Début septembre, Téhéran a menacé de fermer sa frontière avec la région autonome du Kurdistan irakien et d’annuler tous les accords, sécuritaires notamment, conclus avec celle-ci si elle venait à proclamer son indépendance le 25 septembre. « Les accords sur les frontières n’ont de valeur qu’avec le gouvernement central d’Irak », a rappelé le secrétaire du Conseil suprême iranien de la sécurité nationale, Ali Shamkhani, soulignant que la seule entité que reconnaît l’Iran en Irak est « le gouvernement unifié, intégré et fédéral » de Bagdad.

Quelques temps auparavant, l’ancien Premier ministre irakien Nouri al-Maliki avait exprimé son refus de voir le Kurdistan irakien devenir un « deuxième Israël », expression déjà utilisée en 1966 par le ministre irakien de la Défense d’alors, Abdel Aziz el-Oukaïli. Pour Israël, un tel pays qui lui serait acquis pourrait permettre de contrer l’influence du croissant chi’ite – allant de Téhéran à Beyrouth, en passant par l’Irak et la Syrie – tant redouté. N’oublions pas non plus les puits de pétrole répartis entre le Kurdistan et l’Irak. Près de 40 % des réserves de brut d’Irak se trouvent dans la province de Kirkouk, zone grise entre Bagdad et Erbil. D’après un article du Financial Times britannique de 2015, Israël importe plus de 75 % de son pétrole du Kurdistan irakien. Les investissements israéliens sont donc considérables au Kurdistan, non seulement dans le domaine militaire, mais également dans ceux de la communication, de la construction et de l’énergie.

Enfin, le soutien de Bernard Kouchner et de Tel-Aviv au référendum kurde a, aussi valeur de message à l’allié américain et à la Turquie. Au premier, pour lui signifier qu’il a tout intérêt à parier sur le cheval kurde, ne serait-ce que parce qu’il partage ses inquiétudes face à l’expansionnisme iranien. Au second, pour lui prouver que son soutien au Hamas palestinien pourrait lui coûter cher, d’autant que les relations israélo-turques restent houleuses, malgré une réconciliation récente et fragile. L’ingérence humanitaire mène à tout, même aux visées les plus impériales : casse des Etats-nations, fragmentations territoriales et politiques, haine de la politique et apologie des valeurs morales dominantes pour la bonne marche des affaires…

Richard Labévière

[1] Tzipi Livni a commencé à travailler pour le Mossad dès le début des années 1980 : « j’ai servi pendant quatre ans au sein du Mossad.
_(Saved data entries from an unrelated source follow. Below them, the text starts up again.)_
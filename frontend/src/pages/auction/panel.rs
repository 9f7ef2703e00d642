use leptos::{ev::SubmitEvent, *};
use leptos_router::use_params_map;
use web_sys::HtmlInputElement;

use crate::{
    api::{ApiClient, ApiError, Auction, Bid},
    components::{
        error::{InlineErrorMessage, LoadFailure},
        guard::ADMIN_LOGIN_PATH,
        layout::{Layout, LoadingSpinner, SuccessMessage},
    },
    config,
    pages::{article::parse_id, auction::utils},
    state::auth::use_session_expiry,
    utils::{
        format::{display_bid, format_amount, format_date},
        media::first_image,
    },
};

fn redirect_to_login() {
    if let Some(win) = web_sys::window() {
        let _ = win.location().set_href(ADMIN_LOGIN_PATH);
    }
}

#[component]
fn BidHistory(bids: Vec<Bid>) -> impl IntoView {
    if bids.is_empty() {
        return view! { <p class="text-sm text-fg-muted">"No bids yet. Be the first!"</p> }.into_view();
    }
    view! {
        <ul class="divide-y divide-border">
            {bids
                .into_iter()
                .map(|bid| {
                    let amount = bid.amount.map(format_amount).unwrap_or_else(|| "-".into());
                    let when = bid.created_at.as_deref().map(format_date);
                    view! {
                        <li class="flex justify-between py-2 text-sm">
                            <div>
                                <p class="font-medium text-fg">{bid.bidder_name.unwrap_or_else(|| "Anonymous".into())}</p>
                                <p class="text-xs text-fg-muted">{when}</p>
                            </div>
                            <span class="font-semibold text-fg">{amount}</span>
                        </li>
                    }
                })
                .collect_view()}
        </ul>
    }
    .into_view()
}

#[component]
fn AuctionSummary(auction: Auction) -> impl IntoView {
    let image = first_image(&auction.images, &config::cached_api_base_url());
    let current = display_bid(auction.current_bid, auction.starting_bid);
    let starting = auction.starting_bid.map(format_amount);
    let ends = auction.end_time.as_deref().map(|raw| format!("Ends {}", format_date(raw)));
    let status = auction.status_label().to_uppercase();
    view! {
        <div class="bg-surface-elevated rounded-lg shadow overflow-hidden">
            <img src=image alt=auction.title.clone() class="w-full max-h-[380px] object-cover" />
            <div class="p-6 space-y-2">
                <span class="inline-block px-2 py-0.5 rounded bg-status-warning-bg text-status-warning-text text-xs font-bold">
                    {status}
                </span>
                <h1 class="text-2xl font-bold text-fg">{auction.title}</h1>
                {auction.location.map(|place| view! { <p class="text-sm text-fg-muted">{place}</p> })}
                <p class="text-lg text-fg">"Current bid: "<span class="font-semibold">{current}</span></p>
                {starting.map(|text| view! { <p class="text-xs text-fg-muted">"Starting bid: "{text}</p> })}
                {ends.map(|text| view! { <p class="text-xs text-fg-muted">{text}</p> })}
                {auction.description.map(|text| view! { <p class="text-sm text-fg leading-relaxed">{text}</p> })}
            </div>
        </div>
    }
}

#[component]
pub fn AuctionPage() -> impl IntoView {
    let api = use_context::<ApiClient>().unwrap_or_else(ApiClient::new);
    let params = use_params_map();
    let auction_id = create_memo(move |_| params.with(|p| parse_id(p.get("id").map(String::as_str))));
    let expire = use_session_expiry();

    let api_auction = api.clone();
    let auction = create_local_resource(
        move || auction_id.get(),
        move |id| {
            let api = api_auction.clone();
            async move {
                match id {
                    Some(id) => api.get_auction(id).await,
                    None => Err(ApiError::not_found("Auction not found")),
                }
            }
        },
    );
    let api_bids = api.clone();
    let bids = create_local_resource(
        move || auction_id.get(),
        move |id| {
            let api = api_bids.clone();
            async move {
                match id {
                    Some(id) => api.auction_bids(id).await.unwrap_or_else(|err| {
                        log::error!("Bid history for auction {} failed: {}", id, err);
                        Vec::new()
                    }),
                    None => Vec::new(),
                }
            }
        },
    );

    let (amount, set_amount) = create_signal(String::new());
    let error = create_rw_signal(None::<ApiError>);
    let (placed, set_placed) = create_signal(None::<f64>);

    let api_bid = api.clone();
    let bid_action = create_action(move |(id, value): &(i64, f64)| {
        let api = api_bid.clone();
        let (id, value) = (*id, *value);
        async move { api.place_bid(id, value).await.map(|_| value) }
    });
    let pending = bid_action.pending();

    create_effect(move |_| {
        let Some(result) = bid_action.value().get() else {
            return;
        };
        match result {
            Ok(value) => {
                error.set(None);
                set_amount.set(String::new());
                set_placed.set(Some(value));
                auction.refetch();
                bids.refetch();
            }
            Err(err) => {
                if expire.call(err.clone()) {
                    redirect_to_login();
                    return;
                }
                error.set(Some(err));
            }
        }
    });

    let api_submit = api.clone();
    let on_submit = move |ev: SubmitEvent| {
        ev.prevent_default();
        if pending.get_untracked() {
            return;
        }
        if !api_submit.has_credential() {
            redirect_to_login();
            return;
        }
        let Some(current) = untrack(move || auction.get()).and_then(Result::ok) else {
            return;
        };
        set_placed.set(None);
        match utils::validate_bid(&amount.get_untracked(), &current) {
            Ok(value) => {
                error.set(None);
                bid_action.dispatch((current.id, value));
            }
            Err(message) => error.set(Some(ApiError::validation(message))),
        }
    };

    let bid_form = move |lot: &Auction| {
        if !utils::is_open(lot) {
            return view! { <p class="text-sm text-fg-muted">"Bidding is closed for this auction."</p> }.into_view();
        }
        let minimum = format_amount(lot.minimum_bid());
        view! {
            <form class="space-y-3" on:submit=on_submit.clone()>
                <label class="block text-sm text-fg-muted" for="bid-amount">"Minimum bid: "{minimum}</label>
                <input
                    id="bid-amount"
                    type="text"
                    inputmode="decimal"
                    placeholder="Enter your bid"
                    class="w-full rounded-md border border-border bg-surface px-3 py-2 text-fg"
                    prop:value=amount
                    on:input=move |ev| {
                        let target = event_target::<HtmlInputElement>(&ev);
                        set_amount.set(target.value());
                    }
                />
                <InlineErrorMessage error=error />
                <button
                    type="submit"
                    class="w-full rounded-md bg-action-primary-bg text-action-primary-text px-4 py-2 font-semibold disabled:opacity-50"
                    disabled=move || pending.get()
                >
                    {move || if pending.get() { "Placing bid..." } else { "Place Bid" }}
                </button>
                {move || placed.get().map(|value| view! {
                    <SuccessMessage message=format!("Bid of {} placed", format_amount(value)) />
                })}
            </form>
        }
        .into_view()
    };

    let content = move || match auction.get() {
        None => view! { <LoadingSpinner /> }.into_view(),
        Some(Err(err)) => view! { <LoadFailure error=err not_found="Auction not found" /> }.into_view(),
        Some(Ok(lot)) => {
            let form = bid_form(&lot);
            view! {
                <div class="grid gap-8 lg:grid-cols-3">
                    <div class="lg:col-span-2 space-y-6">
                        <AuctionSummary auction=lot />
                        <section class="bg-surface-elevated rounded-lg shadow p-6">
                            <h2 class="text-xl font-bold text-fg mb-3">"Bid History"</h2>
                            {move || match bids.get() {
                                None => view! { <LoadingSpinner /> }.into_view(),
                                Some(items) => view! { <BidHistory bids=items /> }.into_view(),
                            }}
                        </section>
                    </div>
                    <aside class="bg-surface-elevated rounded-lg shadow p-6 h-fit">{form}</aside>
                </div>
            }
            .into_view()
        }
    };

    view! {
        <Layout>
            <div class="px-4">{content}</div>
        </Layout>
    }
}

#[cfg(all(test, not(target_arch = "wasm32")))]
mod host_tests {
    use super::*;
    use crate::test_support::ssr::render_to_string;
    use crate::utils::storage::MemoryStorage;
    use httpmock::prelude::*;
    use serde_json::json;
    use std::rc::Rc;

    fn failure_html(err: ApiError) -> String {
        render_to_string(move || view! { <LoadFailure error=err not_found="Auction not found" /> })
    }

    #[tokio::test]
    async fn server_failure_is_not_reported_as_missing_auction() {
        let server = MockServer::start_async().await;
        server.mock(|when, then| {
            when.method(GET).path("/api/auctions/404");
            then.status(404).json_body(json!({"error": "Auction not found"}));
        });
        server.mock(|when, then| {
            when.method(GET).path("/api/auctions/500");
            then.status(500).json_body(json!({"error": "Database unavailable"}));
        });
        let api = ApiClient::new_with_base_url(server.url("/api"))
            .with_storage(Rc::new(MemoryStorage::new()));

        let missing = api.get_auction(404).await.unwrap_err();
        let html = failure_html(missing);
        assert!(html.contains("Auction not found"));

        let broken = api.get_auction(500).await.unwrap_err();
        let html = failure_html(broken);
        assert!(html.contains("Database unavailable"));
        assert!(!html.contains("Auction not found"));
    }

    #[test]
    fn bid_history_lists_bidders() {
        let html = render_to_string(|| {
            let bids: Vec<Bid> = serde_json::from_value(json!([
                {"id": 1, "amount": 250000, "bidderName": "User***23", "createdAt": "2025-05-01"},
                {"id": 2, "amount": "240000", "bidder": "Buyer***45"}
            ]))
            .unwrap();
            view! { <BidHistory bids=bids /> }
        });
        assert!(html.contains("User***23"));
        assert!(html.contains("250,000 RWF"));
        assert!(html.contains("Buyer***45"));
    }

    #[test]
    fn empty_bid_history_invites_first_bid() {
        let html = render_to_string(|| view! { <BidHistory bids=Vec::new() /> });
        assert!(html.contains("No bids yet"));
    }

    #[test]
    fn summary_shows_status_and_starting_bid() {
        let html = render_to_string(|| {
            let auction: Auction = serde_json::from_value(json!({
                "id": 4, "title": "Canon EOS", "startingBid": 150000, "status": "ended",
                "location": "Kigali"
            }))
            .unwrap();
            view! { <AuctionSummary auction=auction /> }
        });
        assert!(html.contains("ENDED"));
        assert!(html.contains("Canon EOS"));
        assert!(html.contains("150,000 RWF"));
        assert!(html.contains("Kigali"));
    }
}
J’ai également suivi des stages de formation et j’ai été en fonction à l’étranger », a-t-elle déclaré à la radio militaire israélienne. Elle occupa officiellement le poste de conseillère juridique de 1980 à 1984, mais a été, selon le Sunday Times un agent clé en Europe pour au moins quatre ans, période durant laquelle elle a appartenu au Kidon (baïonnette en hébreu : le service action du Mossad). Francophone, elle a été basée à Paris et dirigé ce que l’on appelle une safe house, maison sécurisée servant de base arrière ou de lieu de repli pour ses collègues du Mossad.